What you have to do: Please copy out the records that follow, word for word.

■ ■ ■ ■

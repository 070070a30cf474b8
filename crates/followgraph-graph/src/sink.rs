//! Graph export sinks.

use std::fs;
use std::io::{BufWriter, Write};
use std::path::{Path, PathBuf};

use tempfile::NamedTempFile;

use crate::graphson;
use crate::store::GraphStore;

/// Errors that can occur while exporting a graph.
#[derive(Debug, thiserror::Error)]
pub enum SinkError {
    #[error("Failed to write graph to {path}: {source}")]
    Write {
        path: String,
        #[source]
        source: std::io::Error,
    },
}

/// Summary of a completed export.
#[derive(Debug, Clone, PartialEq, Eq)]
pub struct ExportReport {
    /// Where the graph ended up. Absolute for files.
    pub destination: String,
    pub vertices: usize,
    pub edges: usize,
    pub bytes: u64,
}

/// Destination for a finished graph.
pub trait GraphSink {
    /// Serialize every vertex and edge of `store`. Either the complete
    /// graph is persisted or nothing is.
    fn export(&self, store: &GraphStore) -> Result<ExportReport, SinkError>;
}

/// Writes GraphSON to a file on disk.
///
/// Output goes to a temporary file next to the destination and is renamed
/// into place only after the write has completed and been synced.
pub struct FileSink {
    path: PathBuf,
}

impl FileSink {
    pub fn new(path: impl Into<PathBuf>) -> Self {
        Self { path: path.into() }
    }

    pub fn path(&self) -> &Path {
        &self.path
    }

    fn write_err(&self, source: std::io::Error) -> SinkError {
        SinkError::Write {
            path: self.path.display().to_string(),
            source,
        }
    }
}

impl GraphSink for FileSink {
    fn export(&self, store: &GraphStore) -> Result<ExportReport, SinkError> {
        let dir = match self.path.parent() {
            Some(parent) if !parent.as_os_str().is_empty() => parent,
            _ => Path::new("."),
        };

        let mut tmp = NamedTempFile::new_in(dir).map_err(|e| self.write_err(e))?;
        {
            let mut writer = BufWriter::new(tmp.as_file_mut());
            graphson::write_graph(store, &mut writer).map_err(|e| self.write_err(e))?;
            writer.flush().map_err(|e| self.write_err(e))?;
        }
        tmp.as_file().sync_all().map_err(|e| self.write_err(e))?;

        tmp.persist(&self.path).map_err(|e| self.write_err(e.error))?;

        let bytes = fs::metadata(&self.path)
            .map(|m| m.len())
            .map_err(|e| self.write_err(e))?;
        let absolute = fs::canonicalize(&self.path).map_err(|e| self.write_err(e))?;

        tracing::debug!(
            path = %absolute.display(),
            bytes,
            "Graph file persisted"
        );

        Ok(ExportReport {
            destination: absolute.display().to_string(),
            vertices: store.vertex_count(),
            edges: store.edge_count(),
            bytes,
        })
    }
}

■ ■ ■ ■

Answer space:
repository 070070a30cf474b8
filename crates/followgraph-graph/src/sink.rs
//! Graph export sinks.

use std::fs;
use std::io::{BufWriter, Write};
use std::path::{Path, PathBuf};

use tempfile::NamedTempFile;

use crate::graphson;
use crate::store::GraphStore;

/// Errors that can occur while exporting a graph.
#[derive(Debug, thiserror::Error)]
pub enum SinkError {
    #[error("Failed to write graph to {path}: {source}")]
    Write {
        path: String,
        #[source]
        source: std::io::Error,
    },
}

/// Summary of a completed export.
#[derive(Debug, Clone, PartialEq, Eq)]
pub struct ExportReport {
    /// Where the graph ended up. Absolute for files.
    pub destination: String,
    pub vertices: usize,
    pub edges: usize,
    pub bytes: u64,
}

/// Destination for a finished graph.
pub trait GraphSink {
    /// Serialize every vertex and edge of `store`. Either the complete
    /// graph is persisted or nothing is.
    fn export(&self, store: &GraphStore) -> Result<ExportReport, SinkError>;
}

/// Writes GraphSON to a file on disk.
///
/// Output goes to a temporary file next to the destination and is renamed
/// into place only after the write has completed and been synced.
pub struct FileSink {
    path: PathBuf,
}

impl FileSink {
    pub fn new(path: impl Into<PathBuf>) -> Self {
        Self { path: path.into() }
    }

    pub fn path(&self) -> &Path {
        &self.path
    }

    fn write_err(&self, source: std::io::Error) -> SinkError {
        SinkError::Write {
            path: self.path.display().to_string(),
            source,
        }
    }
}

impl GraphSink for FileSink {
    fn export(&self, store: &GraphStore) -> Result<ExportReport, SinkError> {
        let dir = match self.path.parent() {
            Some(parent) if !parent.as_os_str().is_empty() => parent,
            _ => Path::new("."),
        };

        let mut tmp = NamedTempFile::new_in(dir).map_err(|e| self.write_err(e))?;
        {
            let mut writer = BufWriter::new(tmp.as_file_mut());
            graphson::write_graph(store, &mut writer).map_err(|e| self.write_err(e))?;
            writer.flush().map_err(|e| self.write_err(e))?;
        }
        tmp.as_file().sync_all().map_err(|e| self.write_err(e))?;

        tmp.persist(&self.path).map_err(|e| self.write_err(e.error))?;

        let bytes = fs::metadata(&self.path)
            .map(|m| m.len())
            .map_err(|e| self.write_err(e))?;
        let absolute = fs::canonicalize(&self.path).map_err(|e| self.write_err(e))?;

        tracing::debug!(
            path = %absolute.display(),
            bytes,
            "Graph file persisted"
        );

        Ok(ExportReport {
            destination: absolute.display().to_string(),
            vertices: store.vertex_count(),
            edges: store.edge_count(),
            bytes,
        })
    }
}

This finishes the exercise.